Gefährdete, das heisst zu meidende
Standorte sind: einzeln stehende Bäume und
Baumgruppen, Waldränder mit hohem
Bäumen. Aussichtstürme und andere Objekte auf
freiem Feld, Berggipfel und Berggrate,
Freileitungsmasten, hohe Kräne, Schwimmbäder
und Seen (besonders deren Ufer), ungeschützte
Zelte und Boote mit Metallmasten,
Aufenthalt neben Auto oder neben Weidezäunen,
Tragen überragender Gegenstände
(Pickel, Ski, Fischerrute), Anlehnen
an Felswände.
So schützt man sich vor Blitzschlag
Am sichersten ist man in Wohnhäusern,
Stahlskelettbauten, Baracken mit
zusammenhängenden Blechwänden
und -decken, in Autos mit Ganzmetallkarosserie,
Traktoren mit Metalldach, Eisenbahnwagen,
Ganzmetallwohnungen, in Metallkabinen von
Seilbahnen, Schiffen oder Lastwagen,
in Höhlen, wo man stehen kann (ohne dass der
Kopf zu nahe an die Decke kommt),
im Innern eines Waldes mit gleichmässig hohem
Baumbestand, jedoch nicht in der Nähe
einzelner Bäume oder herabhängender Aeste.

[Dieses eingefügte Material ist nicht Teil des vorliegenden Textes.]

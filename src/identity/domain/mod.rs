//! Domain model for user identity.

mod credentials;
mod error;
mod user;

pub use credentials::{CredentialPolicy, Credentials};
pub use error::CredentialError;
pub use user::{User, UserId};
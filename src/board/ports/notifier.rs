//! Notification sink port.

use crate::board::domain::Notification;

/// Receives transient notifications for the user.
///
/// Delivery is fire-and-forget; implementations must not block.
pub trait Notifier: Send + Sync {
    /// Delivers a notification.
    fn notify(&self, notification: Notification);
}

Notlösungen bei Ueberraschungen
findet man im Innern von Hütten, Kapellen, Scheunen
(aber nicht an Aussenwände anlehnen),
unter Freileitungen (jedoch nicht in der Nähe von
Masten), durch Niederhocken mit geschlossenen
Füssen in Bodenmulden, Hohlwegen
oder am Fuss von Felsvorsprüngen
(geschlossene Füsse deshalb, damit nicht via
gespreizte Beine eine sogenannte Schrittspannung
entstehen kann).
Was tun bei Blitzunfall?
Sofern der Unfall nicht tödlich
ist, muss sofort mit Wiederbelebungs- und
Erste-Hilfe-Massnahmen begonnen werden:
Mund-zu-Mund-Beatmung, äussere
Herzmassage, Seitenlagerung, vor Unterkühlung
schützen. Abdecken von
Verbrennungen mit sauberer Gaze, sofort
den Arzt rufen und bis zu seinem Eintreffen mit
Wiederbelebungsmassnahmen fortfahren.
Kleiner Trost: Die Chance, vom Blitz je
getroffen zu werden, ist laut Wahrscheinlichkeitsrechnung
für den einzelnen Menschen
verschwindend klein....
Blitzforschung von Weltruf
Auf dem Monte San Salvatore im Tessin
schlummert seit langer Zeit ein seltsames, einst
weltberühmtes Institut im Dornröschenschlaf:
Hier war während über drei Jahrzehnten
das Phänomen Blitz erforscht
worden. Die Schweizer Blitzforschung nahm ihren Anfang
vor mehr als fünfzig Jahren entlang
von Hochspannungsleitungen. Damit eng verbunden
ist der Name des heute 93jährigen,
in Zollikon lebenden Professors Karl Berger. Er war
Leiter des Messstation auf dem San
Salvatore und zugleich Dozent für
Hochspannungstechnik an der ETH. Dass
die Schweizer Blitzforschung weltweite
Anerkennung genoss, bewiesen die Einladungen
Professor Bergers, auch bekannt unter
dem Namen “Vater des Blitzes”, bis
nach Uebersee sowie seine beiden Ehrendoktortitel
von der Technischen Hochschule München
und der Universität Uppsala.
1926 hatte Berger mit Messungen von
Blitzüberspannungen auf grossen elektrischen
Leitungen der SBB und verschiedener
Elektrizitätswerke begonnen. Um den
Apparatetransport zu vereinfachen,
stellten ihm die Bundesbahnen 1930 zwei alte,
ausrangierte Eisenbahnwagen zur Verfügung;
den einen für die Instrumente, den anderen
zum Wohnen. So wurden bis 1936 jeden
Sommer an irgeneiner Hochspannungsleitung in
der Schweiz Blitzmessungen durchgeführt.
Hexenkessel Tessin
Da der Blitzstrom nur am Ort des Einschlags
selber genau zu messen ist, verliess man
die Leitungen im Flachland und stieg
1937 auf die Berge. Dort war die Wahrscheinlichkeit
grösser, Blitze direkt zu erfassen.
Auf fünf Bergspitzen - Säntis, Pilatus, Rigi,
Rochers-de-Naye und San Salvatore
- wurden Messeinrichtungen installiert. Als
blitzintensivste Ecke der Schweiz
erwies sich das Tessin. Da hier die Gewitterdichte am
grössten ist, treten pro Quadratkilometer
und Zeiteinheit auch am meisten Blitze auf.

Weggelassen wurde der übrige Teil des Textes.